## [EXERCISE GOAL]
Filter the entries below, keeping only lines with "every".

++++

//! Cardinal direction masks.
//!
//! A [`Ribi`] is a 4-bit set of the cardinal neighbour directions reachable
//! from a tile. Single bits are plain directions; two adjacent bits form a
//! diagonal (used for describing travel along a staircase line); combined
//! masks describe junctions.

use std::fmt;
use std::ops::{BitAnd, BitOr, BitOrAssign, Not};

use crate::geom::{Coord, Coord3};

/// A set of cardinal directions, one bit each.
#[derive(Copy, Clone, Debug, Default, PartialEq, Eq, Hash)]
#[cfg_attr(feature = "serde", derive(serde::Serialize, serde::Deserialize))]
pub struct Ribi(u8);

/// Clockwise 45° ring over the eight single/diagonal masks; other values
/// map to themselves.
const ROTATE45: [u8; 16] = [0, 3, 6, 2, 12, 5, 4, 7, 9, 1, 10, 11, 8, 13, 14, 15];

/// Axis projection: a straight mask maps to its doubled axis, anything
/// else to none. Two masks are perpendicular when their projections cover
/// both axes.
const DOUBLES: [u8; 16] = [0, 5, 10, 0, 5, 5, 0, 0, 10, 0, 10, 0, 0, 0, 0, 0];

impl Ribi {
    pub const NONE: Ribi = Ribi(0);
    pub const NORTH: Ribi = Ribi(1);
    pub const EAST: Ribi = Ribi(2);
    pub const SOUTH: Ribi = Ribi(4);
    pub const WEST: Ribi = Ribi(8);
    pub const ALL: Ribi = Ribi(15);

    /// The four single directions in expansion order.
    pub const NESW: [Ribi; 4] = [Self::NORTH, Self::EAST, Self::SOUTH, Self::WEST];

    #[inline]
    pub const fn bits(self) -> u8 {
        self.0
    }

    #[inline]
    pub const fn is_none(self) -> bool {
        self.0 == 0
    }

    /// Exactly one direction bit set.
    #[inline]
    pub const fn is_single(self) -> bool {
        self.0.is_power_of_two()
    }

    /// Whether the two masks share any direction.
    #[inline]
    pub const fn intersects(self, other: Ribi) -> bool {
        self.0 & other.0 != 0
    }

    /// Rotate every direction bit 180°.
    #[inline]
    pub const fn reversed(self) -> Ribi {
        Ribi(((self.0 << 2) | (self.0 >> 2)) & 0xF)
    }

    /// Rotate every direction bit 90° clockwise.
    #[inline]
    pub const fn rotated90(self) -> Ribi {
        Ribi(((self.0 << 1) | (self.0 >> 3)) & 0xF)
    }

    /// Rotate a single or diagonal mask 45° clockwise.
    #[inline]
    pub fn rotated45(self) -> Ribi {
        Ribi(ROTATE45[self.0 as usize])
    }

    /// Whether the straight axes of the two masks are perpendicular
    /// (one north/south, the other east/west). Diagonal or junction masks
    /// have no straight axis and are never perpendicular to anything.
    #[inline]
    pub fn is_perpendicular(self, other: Ribi) -> bool {
        DOUBLES[self.0 as usize] | DOUBLES[other.0 as usize] == Ribi::ALL.0
    }

    /// The direction mask pointing from `from` toward `to`, diagonal when
    /// both axes differ, [`Ribi::NONE`] when the positions coincide.
    pub fn toward(from: Coord, to: Coord) -> Ribi {
        let mut r = Ribi::NONE;
        if to.y < from.y {
            r |= Ribi::NORTH;
        } else if to.y > from.y {
            r |= Ribi::SOUTH;
        }
        if to.x > from.x {
            r |= Ribi::EAST;
        } else if to.x < from.x {
            r |= Ribi::WEST;
        }
        r
    }

    /// As [`Ribi::toward`], ignoring height.
    #[inline]
    pub fn toward3(from: Coord3, to: Coord3) -> Ribi {
        Self::toward(from.to_2d(), to.to_2d())
    }

    /// The 2D step taken by moving along this mask: one tile per set axis.
    #[inline]
    pub const fn to_delta(self) -> Coord {
        let mut dx = 0;
        let mut dy = 0;
        if self.0 & Self::NORTH.0 != 0 {
            dy -= 1;
        }
        if self.0 & Self::SOUTH.0 != 0 {
            dy += 1;
        }
        if self.0 & Self::EAST.0 != 0 {
            dx += 1;
        }
        if self.0 & Self::WEST.0 != 0 {
            dx -= 1;
        }
        Coord::new(dx, dy)
    }
}

impl BitOr for Ribi {
    type Output = Ribi;
    #[inline]
    fn bitor(self, rhs: Ribi) -> Ribi {
        Ribi(self.0 | rhs.0)
    }
}

impl BitOrAssign for Ribi {
    #[inline]
    fn bitor_assign(&mut self, rhs: Ribi) {
        self.0 |= rhs.0;
    }
}

impl BitAnd for Ribi {
    type Output = Ribi;
    #[inline]
    fn bitand(self, rhs: Ribi) -> Ribi {
        Ribi(self.0 & rhs.0)
    }
}

impl Not for Ribi {
    type Output = Ribi;
    #[inline]
    fn not(self) -> Ribi {
        Ribi(!self.0 & 0xF)
    }
}

impl fmt::Display for Ribi {
    fn fmt(&self, f: &mut fmt::Formatter<'_>) -> fmt::Result {
        if self.is_none() {
            return write!(f, "-");
        }
        for (bit, c) in [
            (Ribi::NORTH, 'N'),
            (Ribi::EAST, 'E'),
            (Ribi::SOUTH, 'S'),
            (Ribi::WEST, 'W'),
        ] {
            if self.intersects(bit) {
                write!(f, "{c}")?;
            }
        }
        Ok(())
    }
}

#[cfg(test)]
mod tests {
    use super::*;

    #[test]
    fn rotations() {
        assert_eq!(Ribi::NORTH.rotated90(), Ribi::EAST);
        assert_eq!(Ribi::WEST.rotated90(), Ribi::NORTH);
        assert_eq!(Ribi::NORTH.reversed(), Ribi::SOUTH);
        assert_eq!((Ribi::NORTH | Ribi::EAST).reversed(), Ribi::SOUTH | Ribi::WEST);
        assert_eq!(Ribi::NORTH.rotated45(), Ribi::NORTH | Ribi::EAST);
        assert_eq!((Ribi::NORTH | Ribi::EAST).rotated45(), Ribi::EAST);
        // full 45° ring closes after eight steps
        let mut r = Ribi::NORTH;
        for _ in 0..8 {
            r = r.rotated45();
        }
        assert_eq!(r, Ribi::NORTH);
    }

    #[test]
    fn perpendicular() {
        assert!(Ribi::NORTH.is_perpendicular(Ribi::EAST));
        assert!((Ribi::NORTH | Ribi::SOUTH).is_perpendicular(Ribi::WEST));
        assert!(!Ribi::NORTH.is_perpendicular(Ribi::SOUTH));
        assert!(!(Ribi::NORTH | Ribi::EAST).is_perpendicular(Ribi::SOUTH | Ribi::WEST));
    }

    #[test]
    fn toward() {
        let o = Coord::new(5, 5);
        assert_eq!(Ribi::toward(o, Coord::new(5, 0)), Ribi::NORTH);
        assert_eq!(Ribi::toward(o, Coord::new(9, 9)), Ribi::EAST | Ribi::SOUTH);
        assert_eq!(Ribi::toward(o, o), Ribi::NONE);
    }

    #[test]
    fn masks() {
        assert_eq!(!Ribi::NORTH, Ribi::EAST | Ribi::SOUTH | Ribi::WEST);
        assert!(Ribi::ALL.intersects(Ribi::WEST));
        assert!(Ribi::NORTH.is_single());
        assert!(!(Ribi::NORTH | Ribi::EAST).is_single());
        assert!(!Ribi::NONE.is_single());
    }
}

++++

## [EXERCISE RESULT]
    /// Rotate every direction bit 180°.
    /// Rotate every direction bit 90° clockwise.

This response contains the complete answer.